Ecosystem & R&D Skillshigh

skill-creator (Anthropic Official)

skill-creator is Anthropic's official meta-skill for creating, editing, and benchmarking other skills. Scaffolds SKILL.md with proper frontmatter and runs evals to measure trigger accuracy — how often the skill fires when it should and stays silent when it shouldn't.

Memory anchor

skill-creator is a recipe-test kitchen — develop the dish (skill body), taste-test with critics (eval prompts), tweak the menu description until customers actually order it (trigger accuracy).

Expected depth

Workflow: invoke /skill-creator → describe what the skill should do → it generates SKILL.md (name, description, optional allowed-tools) plus a body of instructions and examples → runs an eval harness against test prompts (positive cases that should trigger, negative cases that shouldn't) → reports precision/recall on the description match.
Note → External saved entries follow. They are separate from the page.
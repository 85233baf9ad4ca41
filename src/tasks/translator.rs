//! Transcript translation to English.

use super::run_prompt;
use crate::config::Prompts;
use crate::error::{CompanionError, Result};
use crate::llm::TextGenerator;
use crate::video_source::Transcript;
use std::sync::Arc;
use tracing::{info, instrument};

/// Translates transcripts into English with a fidelity-preserving prompt.
pub struct Translator {
    generator: Arc<dyn TextGenerator>,
    prompts: Prompts,
}

impl Translator {
    pub fn new(generator: Arc<dyn TextGenerator>) -> Self {
        Self {
            generator,
            prompts: Prompts::default(),
        }
    }

    /// Set custom prompts (with user-defined variables).
    pub fn with_prompts(mut self, prompts: Prompts) -> Self {
        self.prompts = prompts;
        self
    }

    /// Translate raw text into English.
    #[instrument(skip(self, text), fields(chars = text.len()))]
    pub async fn translate_text(&self, text: &str) -> Result<String> {
        run_prompt(self.generator.as_ref(), &self.prompts, &self.prompts.translate, text)
            .await
            .map_err(|e| CompanionError::Translation(e.to_string()))
    }

    /// Return the transcript in English, translating only when needed.
    pub async fn ensure_english(&self, transcript: Transcript) -> Result<Transcript> {
        if transcript.language.is_english() {
            return Ok(transcript);
        }

        info!(
            "Translating transcript {} from {} to English",
            transcript.video_id, transcript.language
        );
        let english = self.translate_text(&transcript.text).await?;
        Ok(transcript.into_translated(english))
    }
}
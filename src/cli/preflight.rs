//! Pre-flight checks before expensive operations.
//!
//! Validates that the model provider is configured before starting a
//! pipeline that would otherwise fail after the transcript fetch.

use crate::config::Settings;
use crate::error::{CompanionError, Result};

/// Requirements for different operations.
#[derive(Debug, Clone, Copy)]
pub enum Operation {
    /// Notes, chat and ask call the model provider.
    Generate,
    /// Printing a transcript only needs the model when translating.
    Transcript { translate: bool },
}

/// Run pre-flight checks for the given operation.
///
/// Returns Ok(()) if all checks pass, or an error describing what's missing.
pub fn check(operation: Operation, settings: &Settings) -> Result<()> {
    match operation {
        Operation::Generate | Operation::Transcript { translate: true } => {
            check_api_key(&settings.api.api_key_env)
        }
        Operation::Transcript { translate: false } => Ok(()),
    }
}

/// Check that the configured API key variable is set.
fn check_api_key(var: &str) -> Result<()> {
    match std::env::var(var) {
        Ok(key) if !key.trim().is_empty() => Ok(()),
        Ok(_) => Err(CompanionError::Config(format!(
            "{} is empty. Set it with: export {}='sk-...'",
            var, var
        ))),
        Err(_) => Err(CompanionError::Config(format!(
            "{} not set. Set it with: export {}='sk-...'",
            var, var
        ))),
    }
}

#[cfg(test)]
mod tests {
    use super::*;

    #[test]
    fn test_plain_transcript_has_no_requirements() {
        assert!(check(Operation::Transcript { translate: false }, &Settings::default()).is_ok());
    }

    #[test]
    fn test_missing_key_is_reported_by_name() {
        let mut settings = Settings::default();
        settings.api.api_key_env = "VIDCOMPANION_TEST_UNSET_KEY".to_string();

        let err = check(Operation::Generate, &settings).unwrap_err();
        assert!(err.to_string().contains("VIDCOMPANION_TEST_UNSET_KEY not set"));
    }
}
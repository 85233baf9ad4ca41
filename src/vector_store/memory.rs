//! In-memory vector store implementation.

use super::{cosine_similarity, Document, SearchResult, VectorStore};
use crate::error::{CompanionError, Result};
use async_trait::async_trait;
use std::sync::RwLock;

/// In-memory vector store with exhaustive cosine search.
///
/// Documents keep their insertion order, which breaks score ties.
pub struct MemoryVectorStore {
    documents: RwLock<Vec<Document>>,
}

impl MemoryVectorStore {
    /// Create a new in-memory vector store.
    pub fn new() -> Self {
        Self {
            documents: RwLock::new(Vec::new()),
        }
    }
}

impl Default for MemoryVectorStore {
    fn default() -> Self {
        Self::new()
    }
}

fn poisoned<T>(_: T) -> CompanionError {
    CompanionError::VectorStore("store lock poisoned".to_string())
}

#[async_trait]
impl VectorStore for MemoryVectorStore {
    async fn upsert_batch(&self, docs: Vec<Document>) -> Result<usize> {
        let count = docs.len();
        let mut store = self.documents.write().map_err(poisoned)?;
        store.extend(docs);
        Ok(count)
    }

    async fn search(&self, query_embedding: &[f32], limit: usize) -> Result<Vec<SearchResult>> {
        self.search_with_threshold(query_embedding, limit, f32::NEG_INFINITY)
            .await
    }

    async fn search_with_threshold(
        &self,
        query_embedding: &[f32],
        limit: usize,
        min_score: f32,
    ) -> Result<Vec<SearchResult>> {
        let docs = self.documents.read().map_err(poisoned)?;

        let mut results: Vec<SearchResult> = docs
            .iter()
            .map(|doc| SearchResult {
                document: doc.clone(),
                score: cosine_similarity(query_embedding, &doc.embedding),
            })
            .filter(|r| r.score >= min_score)
            .collect();

        // Stable sort keeps insertion order among equal scores
        results.sort_by(|a, b| b.score.total_cmp(&a.score));
        results.truncate(limit);

        Ok(results)
    }

    async fn document_count(&self) -> Result<usize> {
        let docs = self.documents.read().map_err(poisoned)?;
        Ok(docs.len())
    }
}

#[cfg(test)]
mod tests {
    use super::*;
    use crate::chunking::Chunk;

    fn doc(text: &str, order: usize, embedding: Vec<f32>) -> Document {
        Document::new(Chunk::new(text.to_string(), order * 10, order), embedding)
    }

    #[tokio::test]
    async fn test_memory_vector_store() {
        let store = MemoryVectorStore::new();

        store
            .upsert_batch(vec![
                doc("Hello world", 0, vec![1.0, 0.0, 0.0]),
                doc("Goodbye world", 1, vec![0.0, 1.0, 0.0]),
            ])
            .await
            .unwrap();

        assert_eq!(store.document_count().await.unwrap(), 2);

        let results = store.search(&[1.0, 0.0, 0.0], 10).await.unwrap();
        assert_eq!(results.len(), 2);
        assert_eq!(results[0].document.content, "Hello world");
        assert!(results[0].score > results[1].score);
    }

    #[tokio::test]
    async fn test_threshold_and_limit() {
        let store = MemoryVectorStore::new();
        store
            .upsert_batch(vec![
                doc("a", 0, vec![1.0, 0.0]),
                doc("b", 1, vec![0.9, 0.1]),
                doc("c", 2, vec![0.0, 1.0]),
            ])
            .await
            .unwrap();

        let results = store
            .search_with_threshold(&[1.0, 0.0], 5, 0.5)
            .await
            .unwrap();
        let texts: Vec<&str> = results.iter().map(|r| r.document.content.as_str()).collect();
        assert_eq!(texts, vec!["a", "b"]);

        let results = store.search(&[1.0, 0.0], 1).await.unwrap();
        assert_eq!(results.len(), 1);
    }

    #[tokio::test]
    async fn test_ties_keep_insertion_order() {
        let store = MemoryVectorStore::new();
        store
            .upsert_batch(vec![
                doc("first", 0, vec![0.0, 1.0]),
                doc("second", 1, vec![0.0, 1.0]),
                doc("third", 2, vec![0.0, 1.0]),
            ])
            .await
            .unwrap();

        for _ in 0..3 {
            let results = store.search(&[0.0, 1.0], 3).await.unwrap();
            let texts: Vec<&str> = results.iter().map(|r| r.document.content.as_str()).collect();
            assert_eq!(texts, vec!["first", "second", "third"]);
        }
    }
}
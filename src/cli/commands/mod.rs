//! CLI command implementations.

mod ask;
mod chat;
mod config;
mod notes;
mod transcript;

pub use ask::run_ask;
pub use chat::run_chat;
pub use config::run_config;
pub use notes::run_notes;
pub use transcript::run_transcript;

use crate::cli::preflight::{self, Operation};
use crate::cli::Output;
use crate::config::Settings;
use crate::orchestrator::Orchestrator;
use crate::session::ChatSession;
use crate::video_source::{Language, Transcript};
use anyhow::Result;

/// Run pre-flight checks, printing the failure before returning it.
fn preflight_or_report(operation: Operation, settings: &Settings) -> Result<()> {
    if let Err(e) = preflight::check(operation, settings) {
        Output::error(&format!("{}", e));
        Output::info(&format!(
            "Config file: {}",
            Settings::default_config_path().display()
        ));
        return Err(e.into());
    }
    Ok(())
}

/// Fetch a transcript with progress output, translating it when asked.
async fn load_transcript(
    orchestrator: &Orchestrator,
    url: &str,
    language: Language,
    translate: bool,
) -> Result<Transcript> {
    let spinner = Output::spinner(&format!("Fetching {} transcript...", language));
    let fetched = orchestrator.fetch_transcript(url, language).await;
    spinner.finish_and_clear();

    let transcript = match fetched {
        Ok(t) => t,
        Err(e) => {
            Output::error(&format!("{}", e));
            return Err(e.into());
        }
    };

    Output::success(&format!(
        "Fetched transcript for {} ({} characters)",
        transcript.video_id,
        transcript.char_count()
    ));

    if !translate || transcript.language.is_english() {
        return Ok(transcript);
    }

    let spinner = Output::spinner("Translating to English...");
    let translated = orchestrator.translate(transcript).await;
    spinner.finish_and_clear();

    match translated {
        Ok(t) => {
            Output::success("Translated transcript to English");
            Ok(t)
        }
        Err(e) => {
            Output::error(&format!("{}", e));
            Err(e.into())
        }
    }
}

/// Fetch, translate, chunk and index a video for question answering.
async fn open_chat(
    orchestrator: &Orchestrator,
    url: &str,
    language: Language,
) -> Result<ChatSession> {
    let transcript = load_transcript(orchestrator, url, language, true).await?;

    let spinner = Output::spinner("Building vector store...");
    let session = orchestrator.start_chat(&transcript).await;
    spinner.finish_and_clear();

    match session {
        Ok(s) => {
            Output::success(&format!("Indexed {} chunks", s.chunk_count()));
            Ok(s)
        }
        Err(e) => {
            Output::error(&format!("{}", e));
            Err(e.into())
        }
    }
}
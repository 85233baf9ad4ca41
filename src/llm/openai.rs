//! OpenAI chat completion implementation.

use super::TextGenerator;
use crate::error::{CompanionError, Result};
use crate::openai::OpenAIClient;
use async_openai::types::{
    ChatCompletionRequestMessage, ChatCompletionRequestSystemMessageArgs,
    ChatCompletionRequestUserMessageArgs, CreateChatCompletionRequestArgs,
};
use async_trait::async_trait;
use tracing::{debug, instrument};

/// Chat-completion based text generator.
pub struct OpenAIGenerator {
    client: OpenAIClient,
    model: String,
    temperature: f32,
}

impl OpenAIGenerator {
    pub fn new(client: OpenAIClient, model: &str, temperature: f32) -> Self {
        Self {
            client,
            model: model.to_string(),
            temperature,
        }
    }
}

#[async_trait]
impl TextGenerator for OpenAIGenerator {
    #[instrument(skip(self, system, user), fields(model = %self.model, prompt_chars = user.len()))]
    async fn generate(&self, system: &str, user: &str) -> Result<String> {
        let messages: Vec<ChatCompletionRequestMessage> = vec![
            ChatCompletionRequestSystemMessageArgs::default()
                .content(system)
                .build()
                .map_err(|e| CompanionError::Generation(e.to_string()))?
                .into(),
            ChatCompletionRequestUserMessageArgs::default()
                .content(user)
                .build()
                .map_err(|e| CompanionError::Generation(e.to_string()))?
                .into(),
        ];

        let request = CreateChatCompletionRequestArgs::default()
            .model(&self.model)
            .messages(messages)
            .temperature(self.temperature)
            .build()
            .map_err(|e| CompanionError::Generation(e.to_string()))?;

        let response = self.client.chat().create(request).await.map_err(|e| {
            CompanionError::OpenAI(format!("Failed to generate response: {}", e))
        })?;

        let content = response
            .choices
            .first()
            .and_then(|c| c.message.content.as_ref())
            .ok_or_else(|| CompanionError::Generation("Empty response from LLM".to_string()))?
            .clone();

        debug!("Generated {} characters", content.len());
        Ok(content)
    }

    fn model(&self) -> &str {
        &self.model
    }
}
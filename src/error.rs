//! Error types for vidcompanion.

use thiserror::Error;

/// Library-level error type for vidcompanion operations.
#[derive(Error, Debug)]
pub enum CompanionError {
    #[error("Configuration error: {0}")]
    Config(String),

    #[error("Invalid input: {0}")]
    InvalidInput(String),

    #[error("Invalid YouTube URL: {0}")]
    InvalidUrl(String),

    #[error("Error fetching transcript: {0}")]
    TranscriptFetch(String),

    #[error("Error translating transcript: {0}")]
    Translation(String),

    #[error("Text generation failed: {0}")]
    Generation(String),

    #[error("Embedding generation failed: {0}")]
    Embedding(String),

    #[error("Chunking error: {0}")]
    Chunking(String),

    #[error("Vector store error: {0}")]
    VectorStore(String),

    #[error("RAG error: {0}")]
    Rag(String),

    #[error("OpenAI API error: {0}")]
    OpenAI(String),

    #[error("IO error: {0}")]
    Io(#[from] std::io::Error),

    #[error("JSON error: {0}")]
    Json(#[from] serde_json::Error),

    #[error("TOML parse error: {0}")]
    TomlParse(#[from] toml::de::Error),

    #[error("HTTP error: {0}")]
    Http(#[from] reqwest::Error),
}

/// Result type alias for vidcompanion operations.
pub type Result<T> = std::result::Result<T, CompanionError>;
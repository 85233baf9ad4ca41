//! Structured note generation.

use super::run_prompt;
use crate::config::Prompts;
use crate::error::{CompanionError, Result};
use crate::llm::TextGenerator;
use std::sync::Arc;
use tracing::instrument;

/// Writes sectioned, bulleted notes restricted to the transcript content.
pub struct NoteTaker {
    generator: Arc<dyn TextGenerator>,
    prompts: Prompts,
}

impl NoteTaker {
    pub fn new(generator: Arc<dyn TextGenerator>) -> Self {
        Self {
            generator,
            prompts: Prompts::default(),
        }
    }

    pub fn with_prompts(mut self, prompts: Prompts) -> Self {
        self.prompts = prompts;
        self
    }

    #[instrument(skip(self, transcript))]
    pub async fn write_notes(&self, transcript: &str) -> Result<String> {
        run_prompt(self.generator.as_ref(), &self.prompts, &self.prompts.notes, transcript)
            .await
            .map_err(|e| CompanionError::Generation(format!("Error generating notes: {}", e)))
    }
}
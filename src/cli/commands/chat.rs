//! Interactive chat command.

use super::{open_chat, preflight_or_report};
use crate::cli::preflight::Operation;
use crate::cli::Output;
use crate::config::Settings;
use crate::orchestrator::Orchestrator;
use crate::session::{ChatSession, Role};
use crate::video_source::Language;
use anyhow::Result;
use console::style;
use std::io::{self, BufRead, Write};

/// Run the interactive chat command.
pub async fn run_chat(url: &str, language: Language, settings: Settings) -> Result<()> {
    preflight_or_report(Operation::Generate, &settings)?;

    let orchestrator = Orchestrator::new(settings)?;
    let mut chat = open_chat(&orchestrator, url, language).await?;

    println!(
        "\n{} {}",
        style("Chatting with").bold().cyan(),
        style(chat.video_id().watch_url()).dim()
    );
    println!(
        "{}\n",
        style("Type your questions, or 'exit' to quit. Use 'history' to show the conversation.").dim()
    );

    let stdin = io::stdin();
    let mut stdout = io::stdout();

    loop {
        print!("{} ", style("You:").green().bold());
        stdout.flush()?;

        let mut input = String::new();
        if stdin.lock().read_line(&mut input)? == 0 {
            break;
        }

        let input = input.trim();

        if input.is_empty() {
            continue;
        }

        if input.eq_ignore_ascii_case("exit") || input.eq_ignore_ascii_case("quit") {
            Output::info("Goodbye!");
            break;
        }

        if input.eq_ignore_ascii_case("history") {
            print_history(&chat);
            continue;
        }

        let spinner = Output::spinner("Thinking...");
        let result = chat.ask(input).await;
        spinner.finish_and_clear();

        match result {
            Ok(response) => {
                println!("\n{} {}\n", style("Assistant:").cyan().bold(), response.answer);
            }
            Err(e) => {
                Output::error(&format!("Error: {}", e));
            }
        }
    }

    Ok(())
}

fn print_history(chat: &ChatSession) {
    if chat.messages().is_empty() {
        Output::info("No messages yet.");
        return;
    }

    Output::header("Conversation");
    for message in chat.messages() {
        let label = match message.role {
            Role::User => style("You:").green().bold(),
            Role::Assistant => style("Assistant:").cyan().bold(),
        };
        println!("{} {}", label, message.content);
    }
    println!();
}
Iterate on the description if accuracy is low — the description is what the model matches against user intent. Also handles editing existing skills and measuring trigger variance.

Deep — senior internals

Trigger accuracy is the dominant quality metric for skills — vague descriptions cause inconsistent firing or silent failures. skill-creator's eval harness sends N prompts (typical: 10–30), labels each as expected-trigger or expected-skip, and reports confusion matrix metrics. Description optimization mode iteratively rewrites the description and re-runs evals until accuracy plateaus. Variance analysis re-runs the same prompt set multiple times to surface flaky triggers (the model picking the skill 7/10 times is a problem). Output: a skill directory with SKILL.md + helpers, plus an eval report you commit alongside.

🎤Interview-ready answer

skill-creator is Anthropic's official meta-skill for building and tuning other skills. I use it to scaffold new skills with the right frontmatter and to benchmark the description field — the description is what the model uses to decide when to invoke the skill, and weak descriptions cause inconsistent triggering. The tool runs an eval harness across positive and negative test prompts, reports trigger accuracy, and iterates on the description if accuracy is low. It also measures variance to surface flaky triggers in existing skills.

Common trap

Skipping the eval pass and shipping a skill with a vague description like 'helps with code review.' The skill won't fire reliably; users will think the agent is broken when really the description doesn't match how they phrase their intent.